__EXTRACTED MATERIAL__
//! # Re-request Coordination
//!
//! Both sides of the `GetBlockTxn` / `BlockTxn` exchange.
//!
//! - Client: [`build_rerequest`] lists the positions still unresolved.
//! - Server: [`RequestRateLimiter`] bounds how often a peer may ask, and
//!   [`serve_request`] answers from a stored block.

use parking_lot::Mutex;
use shared_types::{Block, Hash};
use std::collections::HashMap;

use super::{BlockTxn, GetBlockTxn, PeerId};

/// Re-request for every `None` position, or `None` if nothing is missing.
pub fn build_rerequest(block_hash: Hash, resolved: &[Option<Hash>]) -> Option<GetBlockTxn> {
    let indexes: Vec<u16> = resolved
        .iter()
        .enumerate()
        .filter(|(_, h)| h.is_none())
        .filter_map(|(i, _)| u16::try_from(i).ok())
        .collect();
    if indexes.is_empty() {
        None
    } else {
        Some(GetBlockTxn {
            block_hash,
            indexes,
        })
    }
}

/// Why a re-request cannot be served from a block.
#[derive(Debug, Clone, PartialEq, Eq)]
pub enum ServeError {
    TooManyIndexes { requested: usize, available: usize },
    IndexOutOfRange { index: u16, available: usize },
}

impl std::fmt::Display for ServeError {
    fn fmt(&self, f: &mut std::fmt::Formatter<'_>) -> std::fmt::Result {
        match self {
            Self::TooManyIndexes {
                requested,
                available,
            } => write!(
                f,
                "{} indexes requested from a block of {} transactions",
                requested, available
            ),
            Self::IndexOutOfRange { index, available } => write!(
                f,
                "index {} out of range for a block of {} transactions",
                index, available
            ),
        }
    }
}

/// Transactions at `indexes` of `block`, in requested order.
pub fn serve_request(block: &Block, indexes: &[u16]) -> Result<BlockTxn, ServeError> {
    let available = block.transactions.len();
    if indexes.len() > available {
        return Err(ServeError::TooManyIndexes {
            requested: indexes.len(),
            available,
        });
    }
    let transactions = indexes
        .iter()
        .map(|&index| {
            block
                .transactions
                .get(usize::from(index))
                .cloned()
                .ok_or(ServeError::IndexOutOfRange { index, available })
        })
        .collect::<Result<Vec<_>, _>>()?;
    Ok(BlockTxn {
        block_hash: block.hash(),
        transactions,
    })
}

/// Rate decision for one incoming re-request.
#[derive(Debug, Clone, Copy, PartialEq)]
pub enum RateDecision {
    Allowed { count: f64 },
    Exceeded { count: f64 },
}

#[derive(Debug, Clone, Copy)]
struct DecayingCounter {
    count: f64,
    last_ms: u64,
}

/// Per-peer decaying request counter.
///
/// On each request: `count = count * decay^(elapsed_secs) + 1`. A request
/// that pushes the count above the threshold is refused.
#[derive(Debug)]
pub struct RequestRateLimiter {
    peers: Mutex<HashMap<PeerId, DecayingCounter>>,
    threshold: f64,
    decay: f64,
}

impl RequestRateLimiter {
    pub fn new(threshold: f64, decay: f64) -> Self {
        Self {
            peers: Mutex::new(HashMap::new()),
            threshold,
            decay,
        }
    }

    pub fn record(&self, peer: PeerId, now_ms: u64) -> RateDecision {
        let mut peers = self.peers.lock();
        let counter = peers.entry(peer).or_insert(DecayingCounter {
            count: 0.0,
            last_ms: now_ms,
        });
        let elapsed_secs = now_ms.saturating_sub(counter.last_ms) as f64 / 1000.0;
        counter.count = counter.count * self.decay.powf(elapsed_secs) + 1.0;
        counter.last_ms = now_ms;

        if counter.count > self.threshold {
            RateDecision::Exceeded {
                count: counter.count,
            }
        } else {
            RateDecision::Allowed {
                count: counter.count,
            }
        }
    }

    pub fn forget(&self, peer: &PeerId) {
        self.peers.lock().remove(peer);
    }

    pub fn tracked_peers(&self) -> usize {
        self.peers.lock().len()
    }
}

#[cfg(test)]
mod tests {
    use super::*;
    use crate::domain::reconstruct::tests::block_with;

    const DECAY: f64 = 1.0 - 1.0 / 600.0;

    #[test]
    fn test_build_rerequest_lists_null_positions() {
        let resolved = vec![Some([1u8; 32]), None, Some([2u8; 32]), None];
        let request = build_rerequest([9u8; 32], &resolved).unwrap();
        assert_eq!(request.indexes, vec![1, 3]);
        assert_eq!(request.block_hash, [9u8; 32]);

        assert!(build_rerequest([9u8; 32], &[Some([1u8; 32])]).is_none());
    }

    #[test]
    fn test_serve_request_in_requested_order() {
        let block = block_with(4);
        let response = serve_request(&block, &[3, 1]).unwrap();
        assert_eq!(response.block_hash, block.hash());
        assert_eq!(
            response.transactions,
            vec![block.transactions[3].clone(), block.transactions[1].clone()]
        );
    }

    #[test]
    fn test_serve_request_out_of_range() {
        let block = block_with(2);
        assert_eq!(
            serve_request(&block, &[5]),
            Err(ServeError::IndexOutOfRange {
                index: 5,
                available: 3
            })
        );
        assert!(matches!(
            serve_request(&block, &[0, 1, 2, 3]),
            Err(ServeError::TooManyIndexes { .. })
        ));
    }

    #[test]
    fn test_twenty_first_request_refused() {
        let limiter = RequestRateLimiter::new(20.0, DECAY);
        let peer = PeerId::new([1u8; 32]);
        for i in 0..20 {
            assert!(matches!(
                limiter.record(peer, 1_000 + i * 1_000),
                RateDecision::Allowed { .. }
            ));
        }
        assert!(matches!(
            limiter.record(peer, 21_000),
            RateDecision::Exceeded { .. }
        ));
    }

    #[test]
    fn test_counter_decays() {
        let limiter = RequestRateLimiter::new(20.0, DECAY);
        let peer = PeerId::new([1u8; 32]);
        for _ in 0..20 {
            limiter.record(peer, 0);
        }
        // An hour later the count has decayed to well under one
        match limiter.record(peer, 3_600_000) {
            RateDecision::Allowed { count } => assert!(count < 2.0),
            other => panic!("expected allowed, got {:?}", other),
        }
    }

    #[test]
    fn test_peers_are_independent() {
        let limiter = RequestRateLimiter::new(1.0, DECAY);
        let a = PeerId::new([1u8; 32]);
        let b = PeerId::new([2u8; 32]);
        assert!(matches!(limiter.record(a, 0), RateDecision::Allowed { .. }));
        assert!(matches!(limiter.record(a, 0), RateDecision::Exceeded { .. }));
        assert!(matches!(limiter.record(b, 0), RateDecision::Allowed { .. }));

        limiter.forget(&a);
        assert_eq!(limiter.tracked_peers(), 1);
    }
}
use crate::domain::reconstruct::Assembled;
use crate::domain::{
    build_compact_block, largest_consumer, serve_request, validate_block_txn,
    validate_compact_block, validate_get_block_txn, BandwidthStatsTracker, BlockTxn,
    CompactBlock, ConfigError, GetBlockTxn, MemoryCheck, MemoryGovernor, PeerId,
    PrefillGapTooLarge, RateDecision, ReconcileStep, ReconciliationSession, RelayConfig,
    RequestRateLimiter, SessionBudget, SessionState, StatsSnapshot,
};
use crate::events::{compression_ratio, CompletedBlock, RelayError, RelayMessage, RelayOutcome};
use crate::ports::inbound::CompactRelayApi;
use crate::ports::outbound::{
    BlockStore, ConsensusGateway, HeaderCheck, InFlightTracker, PeerNetwork, TimeSource,
    TransactionPools,
};
use shared_types::{Block, Hash, HashHex};

/// Table entry for one live session.
#[derive(Clone)]
struct SessionEntry {
    id: u64,
    peer: PeerId,
    block_hash: Hash,
    session: Arc<Mutex<ReconciliationSession>>,
    budget: Arc<SessionBudget>,
}

/// State shared by every peer's reconciliation.
pub struct ReconciliationContext {
    config: RelayConfig,
    governor: MemoryGovernor,
    stats: BandwidthStatsTracker,
    rate_limiter: RequestRateLimiter,
    sessions: Mutex<HashMap<PeerId, SessionEntry>>,
    next_id: AtomicU64,
}
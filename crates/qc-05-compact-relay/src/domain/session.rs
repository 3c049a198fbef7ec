//! # Reconciliation Session
//!
//! Per-peer state for one in-flight compact block.
//!
//! ```text
//! Empty -> Announced -> Reconciling -> Complete
//!                           |    ^
//!                           v    |
//!                      AwaitingMissing
//!
//! any -> Failed
//! ```
//!
//! Every reconcile pass first drops the session's previous memory charge,
//! so running the same pass twice charges and reports the same thing.

use std::collections::HashMap;
use std::sync::Arc;

use shared_types::{BlockHeader, Hash, TransactionRef};

use super::reconstruct::{
    assemble, build_reverse_index, merge_short_ids, merkle_root_matches, resolution_from,
    resolve, Assembled, AssemblyError, PoolView, Resolution,
};
use super::{
    build_rerequest, BlockTxn, CompactBlock, GetBlockTxn, MemoryCheck, MemoryGovernor, PeerId,
    SessionBudget, ShortId, ShortIdKeys,
};

#[derive(Debug, Clone, Copy, PartialEq, Eq, Hash)]
pub enum SessionState {
    /// No session exists for the peer.
    Empty,
    Announced,
    Reconciling,
    AwaitingMissing,
    Complete,
    Failed,
}

/// Why reconstruction gave up in favour of a full block request.
#[derive(Debug, Clone, Copy, PartialEq, Eq, Hash)]
pub enum FallbackReason {
    /// Two local transactions share a short id.
    Collision,
    /// Missing positions do not fit the 16-bit index space.
    TooManyMissing,
    /// Resolved hashes do not commit to the header's merkle root.
    MerkleMismatch,
    /// Positions are still unresolved after the re-request response.
    StillMissing,
    /// A resolved transaction left every pool during assembly.
    TransactionVanished,
}

impl std::fmt::Display for FallbackReason {
    fn fmt(&self, f: &mut std::fmt::Formatter<'_>) -> std::fmt::Result {
        let text = match self {
            Self::Collision => "short id collision",
            Self::TooManyMissing => "too many missing transactions",
            Self::MerkleMismatch => "merkle root mismatch",
            Self::StillMissing => "transactions still missing after re-request",
            Self::TransactionVanished => "transaction vanished during assembly",
        };
        f.write_str(text)
    }
}

/// Result of one reconcile pass.
#[derive(Debug)]
pub enum ReconcileStep {
    Complete(Assembled),
    NeedTransactions(GetBlockTxn),
    Fallback(FallbackReason),
    DuplicateTransactions(Hash),
    /// The governor refused a charge; the pass was aborted.
    MemoryBreach(MemoryCheck),
}

/// Per-peer reconstruction state.
#[derive(Debug)]
pub struct ReconciliationSession {
    id: u64,
    peer: PeerId,
    header: BlockHeader,
    block_hash: Hash,
    keys: ShortIdKeys,
    merged: Vec<ShortId>,
    resolved: Vec<Option<Hash>>,
    known_missing: HashMap<ShortId, TransactionRef>,
    budget: Arc<SessionBudget>,
    state: SessionState,
    missing_count: usize,
    unnecessary_count: usize,
    message_size: u64,
    started_at_ms: u64,
}

impl ReconciliationSession {
    /// Start a session for a structurally valid, solicited announcement.
    pub fn announce(
        id: u64,
        peer: PeerId,
        compact: &CompactBlock,
        message_size: u64,
        started_at_ms: u64,
    ) -> Self {
        let keys = compact.keys();
        let merged = merge_short_ids(compact, &keys);
        Self {
            id,
            peer,
            header: compact.header,
            block_hash: compact.block_hash(),
            keys,
            resolved: vec![None; merged.short_ids.len()],
            merged: merged.short_ids,
            known_missing: merged.known_missing,
            budget: Arc::new(SessionBudget::new()),
            state: SessionState::Announced,
            missing_count: 0,
            unnecessary_count: 0,
            message_size,
            started_at_ms,
        }
    }

    /// Resolve against local pools and either assemble or ask for the rest.
    pub fn reconcile(
        &mut self,
        view: &dyn PoolView,
        governor: &MemoryGovernor,
        footprint: u64,
    ) -> ReconcileStep {
        self.state = SessionState::Reconciling;
        governor.reset(&self.budget);

        let index = build_reverse_index(&self.keys, view, &self.known_missing);
        if index.has_collision() {
            return self.fall_back(FallbackReason::Collision);
        }

        match resolve(&self.merged, &index) {
            Resolution::TooManyMissing { .. } => self.fall_back(FallbackReason::TooManyMissing),
            Resolution::Complete { hashes } => self.finish(hashes, view, governor, footprint),
            Resolution::Partial { hashes, missing } => {
                self.resolved = hashes;
                self.missing_count = missing.len();
                // Placeholders for every position are held until the response
                for _ in 0..self.resolved.len() {
                    let check = governor.add(footprint, &self.budget);
                    if !check.is_within() {
                        return ReconcileStep::MemoryBreach(check);
                    }
                }
                match build_rerequest(self.block_hash, &self.resolved) {
                    Some(request) => {
                        self.state = SessionState::AwaitingMissing;
                        ReconcileStep::NeedTransactions(request)
                    }
                    None => self.fall_back(FallbackReason::TooManyMissing),
                }
            }
        }
    }

    /// Merge a re-request response into the known-missing map and fill the
    /// unresolved positions it covers.
    pub fn accept_response(&mut self, response: &BlockTxn, wire_size: u64) {
        self.message_size += wire_size;
        for tx in &response.transactions {
            self.known_missing
                .insert(self.keys.short_id(&tx.txid()), tx.clone());
        }
        for (slot, id) in self.resolved.iter_mut().zip(&self.merged) {
            if slot.is_none() {
                *slot = self.known_missing.get(id).map(|tx| tx.txid());
            }
        }
    }

    /// Finish after [`accept_response`](Self::accept_response). Anything
    /// still unresolved falls back to a full block.
    pub fn complete_from_response(
        &mut self,
        view: &dyn PoolView,
        governor: &MemoryGovernor,
        footprint: u64,
    ) -> ReconcileStep {
        self.state = SessionState::Reconciling;
        governor.reset(&self.budget);

        match resolution_from(self.resolved.clone()) {
            Resolution::Complete { hashes } => self.finish(hashes, view, governor, footprint),
            Resolution::Partial { missing, .. } => {
                self.missing_count = missing.len();
                self.fall_back(FallbackReason::StillMissing)
            }
            Resolution::TooManyMissing { .. } => self.fall_back(FallbackReason::StillMissing),
        }
    }

    fn finish(
        &mut self,
        hashes: Vec<Hash>,
        view: &dyn PoolView,
        governor: &MemoryGovernor,
        footprint: u64,
    ) -> ReconcileStep {
        if !merkle_root_matches(&self.header, &hashes) {
            return self.fall_back(FallbackReason::MerkleMismatch);
        }

        let result = assemble(
            &self.header,
            &hashes,
            &self.keys,
            view,
            &self.known_missing,
            governor,
            &self.budget,
            footprint,
        );
        self.resolved = hashes.into_iter().map(Some).collect();

        match result {
            Ok(assembled) => {
                self.unnecessary_count = assembled.unnecessary;
                self.missing_count = 0;
                self.state = SessionState::Complete;
                ReconcileStep::Complete(assembled)
            }
            Err(AssemblyError::DuplicateTransactions { txid }) => {
                self.state = SessionState::Failed;
                ReconcileStep::DuplicateTransactions(txid)
            }
            Err(AssemblyError::Vanished { .. }) => {
                self.fall_back(FallbackReason::TransactionVanished)
            }
            Err(AssemblyError::Memory(check)) => ReconcileStep::MemoryBreach(check),
        }
    }

    fn fall_back(&mut self, reason: FallbackReason) -> ReconcileStep {
        self.state = SessionState::Failed;
        ReconcileStep::Fallback(reason)
    }

    pub fn fail(&mut self) {
        self.state = SessionState::Failed;
    }

    pub fn id(&self) -> u64 {
        self.id
    }

    pub fn peer(&self) -> PeerId {
        self.peer
    }

    pub fn header(&self) -> &BlockHeader {
        &self.header
    }

    pub fn block_hash(&self) -> Hash {
        self.block_hash
    }

    pub fn state(&self) -> SessionState {
        self.state
    }

    pub fn budget(&self) -> &Arc<SessionBudget> {
        &self.budget
    }

    pub fn tx_count(&self) -> usize {
        self.merged.len()
    }

    pub fn missing_count(&self) -> usize {
        self.missing_count
    }

    pub fn unnecessary_count(&self) -> usize {
        self.unnecessary_count
    }

    /// Announcement plus response bytes received for this block.
    pub fn message_size(&self) -> u64 {
        self.message_size
    }

    pub fn started_at_ms(&self) -> u64 {
        self.started_at_ms
    }

    pub fn resolved(&self) -> &[Option<Hash>] {
        &self.resolved
    }
}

__WHAT THIS TASK INVOLVES__
Show all lines in the entries above where the string "record" appears.

__ANSWER SPACE__
    pub fn record(&self, peer: PeerId, now_ms: u64) -> RateDecision {
                limiter.record(peer, 1_000 + i * 1_000),
            limiter.record(peer, 21_000),
            limiter.record(peer, 0);
        match limiter.record(peer, 3_600_000) {
        assert!(matches!(limiter.record(a, 0), RateDecision::Allowed { .. }));
        assert!(matches!(limiter.record(a, 0), RateDecision::Exceeded { .. }));
        assert!(matches!(limiter.record(b, 0), RateDecision::Allowed { .. }));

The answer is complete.